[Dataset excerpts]
= = =

//! Building blocks shared by rodent skill resolvers.
//!
//! Resolvers are plain `fn` pointers; the closures built here become the
//! target-selection callbacks they hand back to the engine. Skill tags
//! decide who may be picked, whether features count, and whether the
//! caster survives.

use std::collections::BTreeSet;

use squeak_core::{
    Damage, EffectSpec, EngineError, EngineResult, EntityId, EntitySkill, FeatureId, GameManager,
    OddRCoord, SkillCaster, SkillResult, SkillTags, SkillTargeting, TargetMode,
};
use tracing::debug;

fn skill_of(game: &GameManager, caster: SkillCaster) -> EngineResult<&EntitySkill> {
    game.entity(caster.entity)?
        .skill(caster.skill_index)
        .ok_or(EngineError::InvalidArgument("skill index out of range"))
}

pub fn tags_of(game: &GameManager, caster: SkillCaster) -> EngineResult<SkillTags> {
    Ok(skill_of(game, caster)?.tags())
}

/// Offers one target within the skill's reach and line of sight.
///
/// [`SkillTags::SUPPORT`] skills pick damageable allies, the rest damageable
/// enemies. Features are offered unless the skill is tagged
/// [`SkillTags::NO_TARGET_FEATURE`].
pub fn select_targets<F>(
    game: &GameManager,
    caster: SkillCaster,
    action: F,
) -> EngineResult<SkillResult>
where
    F: FnOnce(&mut GameManager, &[OddRCoord]) -> EngineResult<SkillResult> + Send + 'static,
{
    let tags = tags_of(game, caster)?;
    let mode = if tags.contains(SkillTags::SUPPORT) {
        TargetMode::AllyWithHp
    } else {
        TargetMode::EnemyWithHp
    };
    let features = !tags.contains(SkillTags::NO_TARGET_FEATURE);
    select_targets_as(game, caster, mode, features, action)
}

/// Like [`select_targets`] with explicit filters instead of tags.
pub fn select_targets_as<F>(
    game: &GameManager,
    caster: SkillCaster,
    mode: TargetMode,
    features_targetable: bool,
    action: F,
) -> EngineResult<SkillResult>
where
    F: FnOnce(&mut GameManager, &[OddRCoord]) -> EngineResult<SkillResult> + Send + 'static,
{
    let skill = skill_of(game, caster)?;
    let coords = game
        .board()
        .get_attackable_coords(caster.entity, &skill.descriptor)?;
    let side = game.entity(caster.entity)?.side();
    let targets = game
        .board()
        .filter_targets(coords, side, mode, features_targetable);
    Ok(SkillResult::AwaitingTargets(SkillTargeting::new(
        1, targets, action,
    )))
}

/// Caster's current attack, effects included, floored at zero.
pub fn attack_of(game: &GameManager, caster: SkillCaster) -> EngineResult<u32> {
    let attack = game.entity(caster.entity)?.attack();
    Ok(u32::try_from(attack).unwrap_or(0))
}

/// Damages the topmost enemy on `coord`, or the enemy feature beneath when
/// no enemy entity stands there and `features` allows it.
fn strike_tile(
    game: &mut GameManager,
    source: EntityId,
    coord: OddRCoord,
    amount: u32,
    features: bool,
) -> EngineResult<()> {
    if let Some(enemy) = game.get_enemy_on_pos(coord)? {
        game.damage_entity_by(enemy, Damage::Amount(amount), source)?;
    } else if let Some(feature) = game.get_feature_on_pos(coord)?.filter(|_| features) {
        game.damage_feature(feature, Damage::Amount(amount))?;
    }
    Ok(())
}

/// Damages the enemy on each selected tile, attributed to the caster.
pub fn damage_enemies(
    caster: SkillCaster,
    amount: u32,
) -> impl FnOnce(&mut GameManager, &[OddRCoord]) -> EngineResult<SkillResult> + Send + 'static {
    move |game: &mut GameManager, targets: &[OddRCoord]| -> EngineResult<SkillResult> {
        let features = !tags_of(game, caster)?.contains(SkillTags::NO_TARGET_FEATURE);
        for coord in targets {
            strike_tile(game, caster.entity, *coord, amount, features)?;
        }
        Ok(SkillResult::SUCCESS)
    }
}

/// Damages every enemy within `radius` of `center`, each at most once.
///
/// The blast floods outward from `center` and stops at holes and at tiles
/// whose total height rises more than `radius` above the center's terrain.
/// A tile without an enemy entity has its enemy feature hit instead, unless
/// the skill is tagged [`SkillTags::NO_TARGET_FEATURE`]. Returns how many
/// occupants were hit.
pub fn aoe_damage(
    game: &mut GameManager,
    caster: SkillCaster,
    center: OddRCoord,
    radius: u32,
    amount: u32,
) -> EngineResult<usize> {
    let features = !tags_of(game, caster)?.contains(SkillTags::NO_TARGET_FEATURE);
    let side = game.entity(caster.entity)?.side();
    let ceiling = i64::from(game.board().tile(center)?.height()) + i64::from(radius);
    let blast = center.get_reachable_coords(
        i32::try_from(radius).unwrap_or(i32::MAX),
        |candidate, _| {
            game.board()
                .total_height(candidate, side)
                .is_none_or(|height| i64::from(height) > ceiling)
        },
        true,
    );

    let mut struck: BTreeSet<EntityId> = BTreeSet::new();
    let mut razed: BTreeSet<FeatureId> = BTreeSet::new();
    for coord in blast {
        if let Some(enemy) = game.get_enemy_on_pos(coord)? {
            if struck.insert(enemy) {
                game.damage_entity_by(enemy, Damage::Amount(amount), caster.entity)?;
            }
            continue;
        }
        if !features {
            continue;
        }
        if let Some(feature) = game.get_feature_on_pos(coord)? {
            if razed.insert(feature) {
                game.damage_feature(feature, Damage::Amount(amount))?;
            }
        }
    }
    let hits = struck.len() + razed.len();
    debug!(entity = %caster.entity, %center, radius, amount, hits, "area damage");
    Ok(hits)
}

/// Defeats the caster if its skill is tagged [`SkillTags::SELF_DEFEATED`].
pub fn defeat_caster(game: &mut GameManager, caster: SkillCaster) -> EngineResult<bool> {
    if !tags_of(game, caster)?.contains(SkillTags::SELF_DEFEATED) {
        return Ok(false);
    }
    let report = game.damage_entity(caster.entity, Damage::InstantKill)?;
    Ok(report.died)
}

/// Heals the topmost ally on each selected tile.
pub fn heal_allies(
    amount: u32,
) -> impl FnOnce(&mut GameManager, &[OddRCoord]) -> EngineResult<SkillResult> + Send + 'static {
    move |game: &mut GameManager, targets: &[OddRCoord]| -> EngineResult<SkillResult> {
        for coord in targets {
            if let Some(ally) = game.get_ally_on_pos(*coord)? {
                game.heal_entity(ally, amount)?;
            }
        }
        Ok(SkillResult::SUCCESS)
    }
}

/// Applies `spec` to the topmost ally on each selected tile.
pub fn buff_allies(
    spec: EffectSpec,
) -> impl FnOnce(&mut GameManager, &[OddRCoord]) -> EngineResult<SkillResult> + Send + 'static {
    move |game: &mut GameManager, targets: &[OddRCoord]| -> EngineResult<SkillResult> {
        for coord in targets {
            if let Some(ally) = game.get_ally_on_pos(*coord)? {
                game.apply_effect(ally, spec.clone())?;
            }
        }
        Ok(SkillResult::SUCCESS)
    }
}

= = =

**Exercise goal:** Transcribe every record above exactly as it appears.

**Result:**
//! Building blocks shared by rodent skill resolvers.
//!
//! Resolvers are plain `fn` pointers; the closures built here become the
//! target-selection callbacks they hand back to the engine. Skill tags
//! decide who may be picked, whether features count, and whether the
//! caster survives.

use std::collections::BTreeSet;

use squeak_core::{
    Damage, EffectSpec, EngineError, EngineResult, EntityId, EntitySkill, FeatureId, GameManager,
    OddRCoord, SkillCaster, SkillResult, SkillTags, SkillTargeting, TargetMode,
};
use tracing::debug;

fn skill_of(game: &GameManager, caster: SkillCaster) -> EngineResult<&EntitySkill> {
    game.entity(caster.entity)?
        .skill(caster.skill_index)
        .ok_or(EngineError::InvalidArgument("skill index out of range"))
}

pub fn tags_of(game: &GameManager, caster: SkillCaster) -> EngineResult<SkillTags> {
    Ok(skill_of(game, caster)?.tags())
}

/// Offers one target within the skill's reach and line of sight.
///
/// [`SkillTags::SUPPORT`] skills pick damageable allies, the rest damageable
/// enemies. Features are offered unless the skill is tagged
/// [`SkillTags::NO_TARGET_FEATURE`].
pub fn select_targets<F>(
    game: &GameManager,
    caster: SkillCaster,
    action: F,
) -> EngineResult<SkillResult>
where
    F: FnOnce(&mut GameManager, &[OddRCoord]) -> EngineResult<SkillResult> + Send + 'static,
{
    let tags = tags_of(game, caster)?;
    let mode = if tags.contains(SkillTags::SUPPORT) {
        TargetMode::AllyWithHp
    } else {
        TargetMode::EnemyWithHp
    };
    let features = !tags.contains(SkillTags::NO_TARGET_FEATURE);
    select_targets_as(game, caster, mode, features, action)
}

/// Like [`select_targets`] with explicit filters instead of tags.
pub fn select_targets_as<F>(
    game: &GameManager,
    caster: SkillCaster,
    mode: TargetMode,
    features_targetable: bool,
    action: F,
) -> EngineResult<SkillResult>
where
    F: FnOnce(&mut GameManager, &[OddRCoord]) -> EngineResult<SkillResult> + Send + 'static,
{
    let skill = skill_of(game, caster)?;
    let coords = game
        .board()
        .get_attackable_coords(caster.entity, &skill.descriptor)?;
    let side = game.entity(caster.entity)?.side();
    let targets = game
        .board()
        .filter_targets(coords, side, mode, features_targetable);
    Ok(SkillResult::AwaitingTargets(SkillTargeting::new(
        1, targets, action,
    )))
}

/// Caster's current attack, effects included, floored at zero.
pub fn attack_of(game: &GameManager, caster: SkillCaster) -> EngineResult<u32> {
    let attack = game.entity(caster.entity)?.attack();
    Ok(u32::try_from(attack).unwrap_or(0))
}

/// Damages the topmost enemy on `coord`, or the enemy feature beneath when
/// no enemy entity stands there and `features` allows it.
fn strike_tile(
    game: &mut GameManager,
    source: EntityId,
    coord: OddRCoord,
    amount: u32,
    features: bool,
) -> EngineResult<()> {
    if let Some(enemy) = game.get_enemy_on_pos(coord)? {
        game.damage_entity_by(enemy, Damage::Amount(amount), source)?;
    } else if let Some(feature) = game.get_feature_on_pos(coord)?.filter(|_| features) {
        game.damage_feature(feature, Damage::Amount(amount))?;
    }
    Ok(())
}

/// Damages the enemy on each selected tile, attributed to the caster.
pub fn damage_enemies(
    caster: SkillCaster,
    amount: u32,
) -> impl FnOnce(&mut GameManager, &[OddRCoord]) -> EngineResult<SkillResult> + Send + 'static {
    move |game: &mut GameManager, targets: &[OddRCoord]| -> EngineResult<SkillResult> {
        let features = !tags_of(game, caster)?.contains(SkillTags::NO_TARGET_FEATURE);
        for coord in targets {
            strike_tile(game, caster.entity, *coord, amount, features)?;
        }
        Ok(SkillResult::SUCCESS)
    }
}

/// Damages every enemy within `radius` of `center`, each at most once.
///
/// The blast floods outward from `center` and stops at holes and at tiles
/// whose total height rises more than `radius` above the center's terrain.
/// A tile without an enemy entity has its enemy feature hit instead, unless
/// the skill is tagged [`SkillTags::NO_TARGET_FEATURE`]. Returns how many
/// occupants were hit.
pub fn aoe_damage(
    game: &mut GameManager,
    caster: SkillCaster,
    center: OddRCoord,
    radius: u32,
    amount: u32,
) -> EngineResult<usize> {
    let features = !tags_of(game, caster)?.contains(SkillTags::NO_TARGET_FEATURE);
    let side = game.entity(caster.entity)?.side();
    let ceiling = i64::from(game.board().tile(center)?.height()) + i64::from(radius);
    let blast = center.get_reachable_coords(
        i32::try_from(radius).unwrap_or(i32::MAX),
        |candidate, _| {
            game.board()
                .total_height(candidate, side)
                .is_none_or(|height| i64::from(height) > ceiling)
        },
        true,
    );

    let mut struck: BTreeSet<EntityId> = BTreeSet::new();
    let mut razed: BTreeSet<FeatureId> = BTreeSet::new();
    for coord in blast {
        if let Some(enemy) = game.get_enemy_on_pos(coord)? {
            if struck.insert(enemy) {
                game.damage_entity_by(enemy, Damage::Amount(amount), caster.entity)?;
            }
            continue;
        }
        if !features {
            continue;
        }
        if let Some(feature) = game.get_feature_on_pos(coord)? {
            if razed.insert(feature) {
                game.damage_feature(feature, Damage::Amount(amount))?;
            }
        }
    }
    let hits = struck.len() + razed.len();
    debug!(entity = %caster.entity, %center, radius, amount, hits, "area damage");
    Ok(hits)
}

/// Defeats the caster if its skill is tagged [`SkillTags::SELF_DEFEATED`].
pub fn defeat_caster(game: &mut GameManager, caster: SkillCaster) -> EngineResult<bool> {
    if !tags_of(game, caster)?.contains(SkillTags::SELF_DEFEATED) {
        return Ok(false);
    }
    let report = game.damage_entity(caster.entity, Damage::InstantKill)?;
    Ok(report.died)
}

/// Heals the topmost ally on each selected tile.
pub fn heal_allies(
    amount: u32,
) -> impl FnOnce(&mut GameManager, &[OddRCoord]) -> EngineResult<SkillResult> + Send + 'static {
    move |game: &mut GameManager, targets: &[OddRCoord]| -> EngineResult<SkillResult> {
        for coord in targets {
            if let Some(ally) = game.get_ally_on_pos(*coord)? {
                game.heal_entity(ally, amount)?;
            }
        }
        Ok(SkillResult::SUCCESS)
    }
}

/// Applies `spec` to the topmost ally on each selected tile.
pub fn buff_allies(
    spec: EffectSpec,
) -> impl FnOnce(&mut GameManager, &[OddRCoord]) -> EngineResult<SkillResult> + Send + 'static {
    move |game: &mut GameManager, targets: &[OddRCoord]| -> EngineResult<SkillResult> {
        for coord in targets {
            if let Some(ally) = game.get_ally_on_pos(*coord)? {
                game.apply_effect(ally, spec.clone())?;
            }
        }
        Ok(SkillResult::SUCCESS)
    }
}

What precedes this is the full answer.